First, I’d suggest a compromise – one that may avoid some of the issues. Don’t virtualize all your DCs. In fact, this is outlined in the Microsoft article above. You should really keep at least one hardware-based copy of your domain, and it should be the PDC emulator of the root domain of the forest. Preferably, in multi-domain forests, you’d want to keep a physical server for the PDC emulator of each child domain as well. This doesn’t have to be a very large machine, unless you’re a very large organization.

Now, if you virtualize all other DCs on Hyper-V (which I’d recommend not just because it’s Microsoft’s solution and I’m an employee, but because I’ve used both and Hyper-V is SO much easier to manage and configure), then the answer is clear: for DCs, leave the Windows Time service running on the guest DCs, with the root PDC Emulator’s time service configured to point to a highly-accurate external clock and disable Time Synchronization in the Integration settings. The Hyper-V hosts should then be joined to the domain. This will keep all hosts and guests synched to the proper time.

For guest running on VMWare, this is a tough decision since there are competing recommendations. Anecdotally, I have heard of no particular issues with disabling time sync in the VMWare tools and leaving Windows Time to synch the DC time clocks, but I have heard of issues the other way around: letting VMWare tools manage the time sync. In my opinion, such a custom solution as VMWare recommends should only be used if you’ve experience problems with the regular way of doing things.
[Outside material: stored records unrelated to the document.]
#[cfg(test)]
mod test {
    use super::*;

    fn x() -> Expr { symbol("x") }
    fn y() -> Expr { symbol("y") }

    #[test]
    fn test_like_terms_cancel() {
        let expr = sub(mul(vec![number(2.), x(), y()]), mul(vec![y(), x(), number(2.)]));
        assert_eq!(expr, number(0.));

        let expr = add(vec![x(), x(), number(1.), number(2.)]);
        assert_eq!(expr, add(vec![mul(vec![number(2.), x()]), number(3.)]));
    }

    #[test]
    fn test_equal_bases_collect() {
        let expr = mul(vec![x(), x(), pow(x(), number(-2.))]);
        assert_eq!(expr, number(1.));

        let expr = mul(vec![pow(x(), number(3.)), x()]);
        assert_eq!(expr, pow(x(), number(4.)));
    }

    #[test]
    fn test_order_does_not_matter() {
        let lhs = add(vec![exp(x()), y(), number(1.)]);
        let rhs = add(vec![number(1.), y(), exp(x())]);
        assert_eq!(lhs, rhs);
        assert!(Expr::is_zero_identity(&lhs, &rhs));
    }

    #[test]
    fn test_numeric_folding() {
        assert_eq!(exp(number(0.)), number(1.));
        assert_eq!(log(number(1.)), number(0.));
        assert_eq!(pow(number(2.), number(3.)), number(8.));
        assert_eq!(div(number(1.), number(4.)), number(0.25));
    }

    #[test]
    fn test_diff_rules() {
        // d/dx x^3 = 3 x^2
        let expr = pow(x(), number(3.));
        assert_eq!(expr.diff("x"), mul(vec![number(3.), pow(x(), number(2.))]));

        // d/dx exp(2x) = 2 exp(2x)
        let expr = exp(mul(vec![number(2.), x()]));
        assert_eq!(expr.diff("x"), mul(vec![number(2.), expr.clone()]));

        // d/dx (x * y) = y
        assert_eq!(mul(vec![x(), y()]).diff("x"), y());

        // d/dx 1/x = -1/x^2
        let expr = div(number(1.), x());
        assert_eq!(expr.diff("x"), neg(pow(x(), number(-2.))));

        assert_eq!(y().diff("x"), number(0.));
    }

    #[test]
    fn test_quotient_rule_identity() {
        // (a / (a + b))' computed two ways
        let a = exp(x());
        let b = pow(x(), number(2.));
        let quotient = div(a.clone(), add(vec![a.clone(), b.clone()]));

        let da = a.diff("x");
        let db = b.diff("x");
        let denominator = add(vec![a.clone(), b.clone()]);
        let expected = div(
            sub(
                mul(vec![da.clone(), denominator.clone()]),
                mul(vec![a.clone(), add(vec![da, db])]),
            ),
            pow(denominator, number(2.)),
        );

        let difference = sub(quotient.diff("x"), expected);
        let at = |value: f64| difference.subs("x", &number(value)).as_number();

        for value in [-1.5, 0.3, 2.] {
            let residual = at(value).unwrap_or(f64::NAN);
            assert!(residual.abs() < 1e-12, "residual {} at {}", residual, value);
        }
    }

    #[test]
    fn test_substitution() {
        let expr = add(vec![mul(vec![number(2.), x()]), y()]);
        let substituted = expr.subs("x", &number(3.));
        assert_eq!(substituted, add(vec![y(), number(6.)]));
        assert_eq!(substituted.free_symbols().into_iter().collect::<Vec<_>>(), vec![String::from("y")]);
    }

    #[test]
    fn test_denominators_and_linear() {
        let expr = div(x(), sub(number(1.), exp(div(add(vec![x(), number(38.)]), number(-6.)))));
        let denominators = expr.denominators();
        assert_eq!(denominators.len(), 1);

        match &denominators[0] {
            Expr::Add(terms) => {
                let exponential = terms.iter().find_map(|t| match t {
                    Expr::Mul(factors) => factors.iter().find_map(|f| match f {
                        Expr::Call(Function::Exp, argument) => Some(argument.as_ref().clone()),
                        _ => None,
                    }),
                    _ => None,
                });
                let argument = exponential.unwrap_or(number(f64::NAN));
                let (a, b) = argument.as_linear("x").unwrap_or((f64::NAN, f64::NAN));
                assert!((-b / a + 38.).abs() < 1e-12);
            },
            other => panic!("unexpected denominator {:?}", other),
        }
    }
}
That’s why it’s the default: it generally works well when left that way. You should also configure the hosts to retrieve their time from the physical PDC Emulator in the root domain.

So, in summary, use a physical DC for at least one of your DCs per domain, and when you have to use VMWare, I’d recommend disabling the time sync from host to guest on domain controllers, and setting the hosts to obtain their time information from the root PDC Emulator. All other guests can be configured to obtain time from the host. But, as always, carefully monitor all your event logs for your servers and make sure you don’t have any issues.